As my six-year-old daughter describes them, they're like super thick potato chips, only better! They got a touch of onion, a little egg, and they crisp up so nicely.
I like to serve them with applesauce, sour cream, and a sprinkle of chives.
POTATO PANCAKE RECIPE (LATKES) Makes about 16 potato pancakes Total Time: 50 min
For the Potato Panncakes
- 1 pound yukon gold potatoes (about 3 medium sized potatoes)
- 1/2 white onion - medium sized
- 1 egg
- 1 teaspoon salt
- 8 tablespoons of vegetable oil
- 1/2 cup sour cream
- 1/2 applesauce
- 3 tablespoons chopped chives
Russet potatoes make great potato pancakes, but I hate peeling potatoes, so I always use Yukon Golds -- this is our special potato! The skin is light and thin, and you can skip right to the grating. Grate the potato with long strokes so you can get long strands.
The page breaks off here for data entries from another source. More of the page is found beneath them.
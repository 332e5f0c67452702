//! Field type registry
//!
//! Closed vocabularies mapping a textual key to exactly one value kind and
//! a typed setter. Dispatch is a table lookup: a key that is not in the
//! table is an [`PlaybookError::UnknownField`], never a reflection failure.
//!
//! # Coercion rules
//!
//! | kind | accepted input |
//! |---|---|
//! | `String` | text, stored unchanged |
//! | `Integer` | base-10 text |
//! | `Boolean` | exactly `"true"` or `"false"` |
//! | `ArrayOfString` | comma-separated text, or a sequence of strings |
//!
//! Raw values are text. A YAML number or boolean is rejected for every
//! kind: by the time it is a number the source spelling (`0x1F`, `True`)
//! is gone.
//!
//! The key a caller assigns is not always the key the engine reads back.
//! Each entry carries its wire name (`keyLength` is emitted as `keySize`),
//! and `keyPassword` is never emitted at all.
//!
//! The Boolean parser here is strict. [`parse_lenient_bool`] is the
//! never-failing variant used for `Location.replace`; the two must stay
//! different.

use std::fmt;

use once_cell::sync::Lazy;
use playbook_model::{Request, Subject};
use serde_yaml::Value;

use crate::error::{PlaybookError, PlaybookResult};

/// Value kind a field key is classified as
#[derive(Debug, Clone, Copy, PartialEq, Eq, Hash)]
pub enum FieldKind {
    String,
    Integer,
    Boolean,
    ArrayOfString,
}

impl fmt::Display for FieldKind {
    fn fmt(&self, f: &mut fmt::Formatter<'_>) -> fmt::Result {
        let name = match self {
            Self::String => "String",
            Self::Integer => "Integer",
            Self::Boolean => "Boolean",
            Self::ArrayOfString => "ArrayOfString",
        };
        f.write_str(name)
    }
}

/// Entity a vocabulary belongs to
#[derive(Debug, Clone, Copy, PartialEq, Eq, Hash)]
pub enum EntityKind {
    Request,
    Subject,
}

impl fmt::Display for EntityKind {
    fn fmt(&self, f: &mut fmt::Formatter<'_>) -> fmt::Result {
        match self {
            Self::Request => f.write_str("request"),
            Self::Subject => f.write_str("subject"),
        }
    }
}

/// Typed setter for one field
///
/// The variant fixes the field's kind, so a coerced value can only reach a
/// setter of matching type.
pub enum Setter<E> {
    String(fn(&mut E, String)),
    Integer(fn(&mut E, i64)),
    Boolean(fn(&mut E, bool)),
    ArrayOfString(fn(&mut E, Vec<String>)),
}

impl<E> Setter<E> {
    /// Kind implied by the setter type
    #[inline]
    #[must_use]
    pub fn kind(&self) -> FieldKind {
        match self {
            Self::String(_) => FieldKind::String,
            Self::Integer(_) => FieldKind::Integer,
            Self::Boolean(_) => FieldKind::Boolean,
            Self::ArrayOfString(_) => FieldKind::ArrayOfString,
        }
    }
}

// Manual impls: derive would require `E: Clone`.
impl<E> Clone for Setter<E> {
    fn clone(&self) -> Self {
        *self
    }
}

impl<E> Copy for Setter<E> {}

impl<E> fmt::Debug for Setter<E> {
    fn fmt(&self, f: &mut fmt::Formatter<'_>) -> fmt::Result {
        write!(f, "Setter::{}", self.kind())
    }
}

/// Registry entry
#[derive(Debug)]
pub struct FieldSpec<E> {
    /// Vocabulary key
    pub key: &'static str,
    /// Serialized field name, `None` if never emitted
    pub wire: Option<&'static str>,
    /// Typed setter
    pub setter: Setter<E>,
}

impl<E> FieldSpec<E> {
    /// Kind of this field
    #[inline]
    #[must_use]
    pub fn kind(&self) -> FieldKind {
        self.setter.kind()
    }
}

/// Closed vocabulary for one entity type
#[derive(Debug)]
pub struct FieldRegistry<E> {
    entity: EntityKind,
    fields: Vec<FieldSpec<E>>,
    structural: Vec<(&'static str, &'static str)>,
}

impl<E> FieldRegistry<E> {
    /// Create empty registry
    #[inline]
    #[must_use]
    pub fn new(entity: EntityKind) -> Self {
        Self {
            entity,
            fields: Vec::new(),
            structural: Vec::new(),
        }
    }

    fn with(mut self, key: &'static str, setter: Setter<E>) -> Self {
        debug_assert!(self.spec(key).is_none(), "duplicate field key: {key}");
        self.fields.push(FieldSpec {
            key,
            wire: Some(key),
            setter,
        });
        self
    }

    /// Emit the last registered field under `wire`
    #[must_use]
    pub fn emitted_as(mut self, wire: &'static str) -> Self {
        if let Some(spec) = self.fields.last_mut() {
            spec.wire = Some(wire);
        }
        self
    }

    /// Keep the last registered field out of the serialized document
    #[must_use]
    pub fn not_emitted(mut self) -> Self {
        if let Some(spec) = self.fields.last_mut() {
            spec.wire = None;
        }
        self
    }

    /// Register a String field
    #[must_use]
    pub fn string(self, key: &'static str, set: fn(&mut E, String)) -> Self {
        self.with(key, Setter::String(set))
    }

    /// Register an Integer field
    #[must_use]
    pub fn integer(self, key: &'static str, set: fn(&mut E, i64)) -> Self {
        self.with(key, Setter::Integer(set))
    }

    /// Register a Boolean field
    #[must_use]
    pub fn boolean(self, key: &'static str, set: fn(&mut E, bool)) -> Self {
        self.with(key, Setter::Boolean(set))
    }

    /// Register an ArrayOfString field
    #[must_use]
    pub fn string_array(self, key: &'static str, set: fn(&mut E, Vec<String>)) -> Self {
        self.with(key, Setter::ArrayOfString(set))
    }

    /// Reserve a key that must be set through a structural operation
    #[must_use]
    pub fn structural(mut self, key: &'static str, hint: &'static str) -> Self {
        self.structural.push((key, hint));
        self
    }

    /// Entity this vocabulary belongs to
    #[inline]
    #[must_use]
    pub fn entity(&self) -> EntityKind {
        self.entity
    }

    /// Look up a field spec
    #[must_use]
    pub fn spec(&self, key: &str) -> Option<&FieldSpec<E>> {
        self.fields.iter().find(|spec| spec.key == key)
    }

    /// Kind of a key, if registered
    #[inline]
    #[must_use]
    pub fn kind_of(&self, key: &str) -> Option<FieldKind> {
        self.spec(key).map(FieldSpec::kind)
    }

    /// Serialized name of a key; `None` if unknown or never emitted
    #[must_use]
    pub fn wire_name(&self, key: &str) -> Option<&'static str> {
        self.spec(key).and_then(|spec| spec.wire)
    }

    /// All registered keys in registration order
    pub fn keys(&self) -> impl Iterator<Item = &'static str> + '_ {
        self.fields.iter().map(|spec| spec.key)
    }

    /// Registered keys of one kind
    #[must_use]
    pub fn keys_of_kind(&self, kind: FieldKind) -> Vec<&'static str> {
        self.fields
            .iter()
            .filter(|spec| spec.kind() == kind)
            .map(|spec| spec.key)
            .collect()
    }

    /// Number of registered fields
    #[inline]
    #[must_use]
    pub fn len(&self) -> usize {
        self.fields.len()
    }

    /// Check if registry is empty
    #[inline]
    #[must_use]
    pub fn is_empty(&self) -> bool {
        self.fields.is_empty()
    }

    /// Coerce `raw` to the key's kind and store it on `entity`
    ///
    /// # Errors
    /// - [`PlaybookError::StructuredFieldMisuse`] for reserved keys
    /// - [`PlaybookError::UnknownField`] for keys outside the vocabulary
    /// - [`PlaybookError::InvalidType`] when coercion fails
    pub fn assign(&self, entity: &mut E, key: &str, raw: &Value) -> PlaybookResult<()> {
        if let Some((_, hint)) = self.structural.iter().find(|(reserved, _)| *reserved == key) {
            return Err(PlaybookError::StructuredFieldMisuse {
                key: key.to_string(),
                hint: *hint,
            });
        }

        let spec = self.spec(key).ok_or_else(|| PlaybookError::UnknownField {
            entity: self.entity,
            key: key.to_string(),
        })?;

        match spec.setter {
            Setter::String(set) => set(entity, coerce_string(key, raw)?),
            Setter::Integer(set) => set(entity, coerce_integer(key, raw)?),
            Setter::Boolean(set) => set(entity, coerce_boolean(key, raw)?),
            Setter::ArrayOfString(set) => set(entity, coerce_string_array(key, raw)?),
        }

        tracing::debug!("Assigned {} field {} ({})", self.entity, key, spec.kind());
        Ok(())
    }
}

/// Request-level vocabulary
pub static REQUEST_FIELDS: Lazy<FieldRegistry<Request>> = Lazy::new(|| {
    FieldRegistry::<Request>::new(EntityKind::Request)
        .string("cadn", |r, v| r.cadn = Some(v))
        .string("chainOption", |r, v| r.chain_option = Some(v))
        .emitted_as("chain")
        .string("csrOrigin", |r, v| r.csr_origin = Some(v))
        .emitted_as("csr")
        .string("issuerHint", |r, v| r.issuer_hint = Some(v))
        .string("keyCurve", |r, v| r.key_curve = Some(v))
        .string("keyPassword", |r, v| r.key_password = Some(v))
        .not_emitted()
        .string("keyType", |r, v| r.key_type = Some(v))
        .string("origin", |r, v| r.origin = Some(v))
        .emitted_as("appInfo")
        .string("validDays", |r, v| r.valid_days = Some(v))
        .integer("keyLength", |r, v| r.key_length = Some(v))
        .emitted_as("keySize")
        .integer("timeout", |r, v| r.timeout = Some(v))
        .boolean("fetchPrivateKey", |r, v| r.fetch_private_key = Some(v))
        .boolean("omitSans", |r, v| r.omit_sans = Some(v))
        .string_array("dnsNames", |r, v| r.dns_names = Some(v))
        .emitted_as("sanDNS")
        .string_array("emailAddresses", |r, v| r.email_addresses = Some(v))
        .emitted_as("sanEmail")
        .string_array("ipAddresses", |r, v| r.ip_addresses = Some(v))
        .emitted_as("sanIP")
        .string_array("upns", |r, v| r.upns = Some(v))
        .emitted_as("sanUPN")
        .string_array("uris", |r, v| r.uris = Some(v))
        .emitted_as("sanURI")
        .string_array("extKeyUsages", |r, v| r.ext_key_usages = Some(v))
        .emitted_as("eku")
        .structural(
            "location",
            "use the location operation (instance, workload prefix, tlsAddress, replace)",
        )
        .structural(
            "subject",
            "use the subject operation, then assign subject fields",
        )
});

/// Subject-level vocabulary
pub static SUBJECT_FIELDS: Lazy<FieldRegistry<Subject>> = Lazy::new(|| {
    FieldRegistry::<Subject>::new(EntityKind::Subject)
        .string("commonName", |s, v| s.common_name = Some(v))
        .string("country", |s, v| s.country = Some(v))
        .string("locality", |s, v| s.locality = Some(v))
        .string("organization", |s, v| s.organization = Some(v))
        .string("state", |s, v| s.state = Some(v))
        .string_array("orgUnits", |s, v| s.org_units = Some(v))
});

/// Text form of a raw value for error messages
#[must_use]
pub fn describe(raw: &Value) -> String {
    match raw {
        Value::Null => "null".to_string(),
        Value::Bool(b) => b.to_string(),
        Value::Number(n) => n.to_string(),
        Value::String(s) => s.clone(),
        Value::Sequence(_) => "<sequence>".to_string(),
        Value::Mapping(_) => "<mapping>".to_string(),
        Value::Tagged(tagged) => format!("<tagged {}>", tagged.tag),
    }
}

/// Text of a raw value; anything but a string fails for `kind`
fn scalar_text<'v>(key: &str, kind: FieldKind, raw: &'v Value) -> PlaybookResult<&'v str> {
    match raw {
        Value::String(s) => Ok(s),
        other => Err(PlaybookError::invalid_type(key, kind, describe(other))),
    }
}

/// String kind: textual input only, stored unchanged
///
/// # Errors
/// [`PlaybookError::InvalidType`] if `raw` is not a string
pub fn coerce_string(key: &str, raw: &Value) -> PlaybookResult<String> {
    scalar_text(key, FieldKind::String, raw).map(str::to_string)
}

/// Integer kind: base-10 parse
///
/// # Errors
/// [`PlaybookError::InvalidType`] naming the unparsable value
pub fn coerce_integer(key: &str, raw: &Value) -> PlaybookResult<i64> {
    let text = scalar_text(key, FieldKind::Integer, raw)?;
    let digits = text.strip_prefix(['-', '+']).unwrap_or(text);
    if digits.is_empty() || !digits.bytes().all(|b| b.is_ascii_digit()) {
        return Err(PlaybookError::invalid_type(key, FieldKind::Integer, text));
    }
    text.parse::<i64>()
        .map_err(|_| PlaybookError::invalid_type(key, FieldKind::Integer, text))
}

/// Boolean kind: strict, case-sensitive `"true"` / `"false"`
///
/// # Errors
/// [`PlaybookError::InvalidType`] for any other literal
pub fn coerce_boolean(key: &str, raw: &Value) -> PlaybookResult<bool> {
    let text = scalar_text(key, FieldKind::Boolean, raw)?;
    match text {
        "true" => Ok(true),
        "false" => Ok(false),
        _ => Err(PlaybookError::invalid_type(key, FieldKind::Boolean, text)),
    }
}

/// ArrayOfString kind: comma-split text or a sequence of strings
///
/// # Errors
/// [`PlaybookError::InvalidType`] if a sequence element is not a string
pub fn coerce_string_array(key: &str, raw: &Value) -> PlaybookResult<Vec<String>> {
    match raw {
        Value::Sequence(items) => items
            .iter()
            .map(|item| match item {
                Value::String(s) => Ok(s.clone()),
                other => Err(PlaybookError::invalid_type(
                    key,
                    FieldKind::ArrayOfString,
                    describe(other),
                )),
            })
            .collect(),
        other => {
            let text = scalar_text(key, FieldKind::ArrayOfString, other)?;
            Ok(split_list(text))
        }
    }
}

/// Split on `,` preserving order
///
/// Trailing empty segments are dropped, so `""` is an empty list and
/// `"a,b,"` is `["a", "b"]`. Interior empty segments are kept.
#[must_use]
pub fn split_list(text: &str) -> Vec<String> {
    let mut items: Vec<String> = text.split(',').map(str::to_string).collect();
    while items.last().is_some_and(String::is_empty) {
        items.pop();
    }
    items
}

/// Lenient boolean: `"true"` is `true`, everything else is `false`
///
/// Never fails. Only for `Location.replace`; field assignment goes through
/// [`coerce_boolean`].
#[inline]
#[must_use]
pub fn parse_lenient_bool(raw: &str) -> bool {
    raw == "true"
}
As you finish each potato, move the gratings to large bowl of ice water.
When you are done let the grated potatoes sit in the water for a couple minutes, then scoop them out and spread them out on a hand towel. Set aside the bowl of water, and let it settle. Lay a second hand towel over the top of the grated potatoes, then roll the whole thing up and twist it to squeeze out as much water as you can.
Now go back to the bowl, and carefully pour off the water. There should be a nice layer of white potato starch on the bottom of the bowl. When you've gotten as much water as you can out of the bowl, pour in the potato, the diced onion, 1 teaspoon of salt, and the egg (beaten). Mix until the potatoes are nicely coated.
Heat a 12" skillet on medium heat. You should be able to cook about 4 pancakes per batch without any crowding. Add 2 tablespoons of oil (I like to use high heat safflower oil) to the pan before each batch.
Form the pancakes in the pan by dropping in a large spoonful (about 2 tablespoons) of the potato mix into the pan, and then press down firmly with a spatula to flatten it out. Cook for about 5 minutes per side, until it is golden brown.
I like to serve them hot, as soon as each batch comes off the stove, but if you'd like to serve them all at once, store them on a baking sheet in an oven preheated to 250F,
Total cook time: 40 minutes
Serve with sour cream, applesauce, and chives as garnish.